Our case suggested T-DXd may be beneficial and safe for patients with NSCLC harboring HER2 exon20 insertion mutation who have a poor PS. Despite cases of poor PS, NGS should be performed and target therapy including ADCs should be considered. Currently, several clinical trials (NCT: 04644237, NCT: 04447118) are ongoing for lung cancer with HER2 alternation. Patients with NSCLC harboring HER2 mutation must be included more frequently as possible in clinical trials.

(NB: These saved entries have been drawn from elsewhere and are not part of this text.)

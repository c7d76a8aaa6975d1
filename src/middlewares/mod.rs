//! 미들웨어 모듈
//!
//! ActixWeb 애플리케이션의 요청 처리 파이프라인에서 사용되는 미들웨어들을 제공합니다.
//!
//! # 제공 미들웨어
//!
//! ### 인증 미들웨어 (AuthMiddleware)
//! - `Authorization` 헤더에서 토큰 추출 (`Bearer ` 접두사 선택)
//! - 토큰 서명/만료 검증
//! - 토큰 주인의 현재 사용자 레코드를 request extension에 저장
//!
//! # 사용 방법
//!
//! ```rust,ignore
//! use geo_user_service::middlewares::AuthMiddleware;
//!
//! #[get("/distance", wrap = "AuthMiddleware")]
//! async fn distance(user: AuthenticatedUser, /* ... */) -> Result<HttpResponse, AppError> { ... }
//! ```
//!
//! 인증 실패 응답:
//!
//! | 상황 | 메시지 |
//! |------|--------|
//! | 헤더 없음, 빈 토큰 | `Token missing` |
//! | 서명 불일치, 만료, 형식 오류 | `Invalid token` |
//! | 토큰 주인 없음, 조회 실패 | `Invalid token` |

pub mod auth_middleware;
mod auth_inner;

// 미들웨어 재export
pub use auth_middleware::AuthMiddleware;
//! 사용자 엔티티 모듈

pub mod user;

pub use user::{User, UserStatus};
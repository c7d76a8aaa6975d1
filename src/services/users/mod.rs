//! 사용자 관리 서비스 모듈
//!
//! 가입, 전체 상태 토글, 거리 계산, 가입 요일별 목록을 구현합니다.
//!
//! # Security
//!
//! - bcrypt 비밀번호 해싱
//! - 이메일 중복 방지

pub mod user_service;

pub use user_service::UserService;
//! # User HTTP Handlers
//!
//! `/api/users` 아래의 엔드포인트를 처리하는 핸들러 함수들입니다.
//!
//! ## 엔드포인트
//!
//! | 메서드 | 경로 | 인증 | 설명 |
//! |--------|------|------|------|
//! | `POST` | `/register` | - | 가입 및 토큰 발급 |
//! | `PATCH` | `/toggle-status` | Bearer | 전체 사용자 상태 반전 |
//! | `GET` | `/distance` | Bearer | 호출자 좌표에서 목적지까지 거리(km) |
//! | `GET` | `/listing` | Bearer | 가입 요일별 사용자 목록 |
//! | `GET` | `/test` | - | 라우터 동작 확인 |
//!
//! 서버 측 실패는 핸들러마다 정해진 메시지로 500 응답합니다.

use actix_web::{get, patch, post, web, HttpResponse};
use crate::core::{AppError, AppState, ErrorContext};
use crate::domain::dto::users::request::{DistanceQuery, ListingQuery, RegisterUserRequest};
use crate::domain::dto::users::response::{DistanceResponse, ListingResponse, MessageResponse};
use crate::domain::models::auth::AuthenticatedUser;
use crate::middlewares::AuthMiddleware;

/// 사용자 가입
///
/// ```bash
/// curl -X POST http://localhost:3000/api/users/register \
///   -H "Content-Type: application/json" \
///   -d '{"name":"Ann","email":"ann@example.com","password":"pw","address":"Seoul","latitude":37.56,"longitude":126.97}'
/// ```
#[post("/register")]
pub async fn register(
    state: web::Data<AppState>,
    payload: web::Json<RegisterUserRequest>,
) -> Result<HttpResponse, AppError> {
    let response = state.users
        .register(payload.into_inner())
        .await
        .context("Server error")?;

    Ok(HttpResponse::Ok().json(response))
}

/// 모든 사용자의 `active`/`inactive` 상태를 반전합니다.
#[patch("/toggle-status", wrap = "AuthMiddleware")]
pub async fn toggle_status(
    state: web::Data<AppState>,
) -> Result<HttpResponse, AppError> {
    state.users
        .toggle_all_statuses()
        .await
        .context("Error toggling status")?;

    Ok(HttpResponse::Ok().json(MessageResponse::ok("All users' status toggled")))
}

/// 호출자의 저장 좌표에서 목적지까지의 거리
///
/// ```bash
/// curl "http://localhost:3000/api/users/distance?destination_lat=35.17&destination_long=129.07" \
///   -H "Authorization: Bearer <token>"
/// ```
#[get("/distance", wrap = "AuthMiddleware")]
pub async fn distance(
    state: web::Data<AppState>,
    caller: AuthenticatedUser,
    query: web::Query<DistanceQuery>,
) -> Result<HttpResponse, AppError> {
    let distance = state.users
        .distance_from(&caller, &query)
        .context("Distance error")?;

    Ok(HttpResponse::Ok().json(DistanceResponse::ok(distance)))
}

/// 가입 요일별 사용자 목록
///
/// `week_number`는 쉼표로 구분한 요일 번호(0=일요일 .. 6=토요일)입니다.
#[get("/listing", wrap = "AuthMiddleware")]
pub async fn listing(
    state: web::Data<AppState>,
    query: web::Query<ListingQuery>,
) -> Result<HttpResponse, AppError> {
    let groups = state.users
        .list_by_weekdays(&query)
        .await
        .context("Listing error")?;

    Ok(HttpResponse::Ok().json(ListingResponse::ok(groups)))
}

#[get("/test")]
pub async fn test_route() -> HttpResponse {
    log::info!("Test route hit");
    HttpResponse::Ok().body("Test route is working")
}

HER2, human epidermal growth factor receptor 2; ADC, antibody–drug conjugate; NSCLC, non-small-cell lung cancers; T-DXd, trastuzumab deruxtecan; PS, performance status; EGFR, epidermal growth factor receptor; ALK, anaplastic lymphoma kinase; TBB, transbronchial lung biopsy; CT, computed tomography; CEA, carcinoembryonic antigen; AE, adverse event; RECIST, Response Evaluation Criteria in Solid Tumors; ILD, interstitial lung disease.


*ADCs are novel type of anticancer drugs for molecular targeting treatment.

*T-DXd developed as ADCs can be a novel treatment option for HER2-positive advanced-stage non-small-cell lung cancer.

*There are few reports on the administration of targeting ADCs including T-DXd to patients with poor PS.

*We report a case of NSCLC harboring HER2 exon 20 insertion mutation received durable response with T-DXd despite a poor PS.

Consent for Publication

We obtain informed consent from the patient for the publication of this case report and associated images.


No funding to declare.


AG and KK received lecture fee from Daiichi-Sankyo. MS reports grants and/or personal fees from AstraZeneca, MSD K.K, Chugai Pharmaceutical, Taiho Pharmaceutical, Eli Lilly, Ono Pharmaceutical, Bristol-Myers Squibb, Nippon Boehringer Ingelheim, Novartis, Kyowa Hakko Kirin, Nippon Kayaku, and Daiichi-Sankyo Company, during the conduct of the study. All other authors have no conflicts of interest in this work.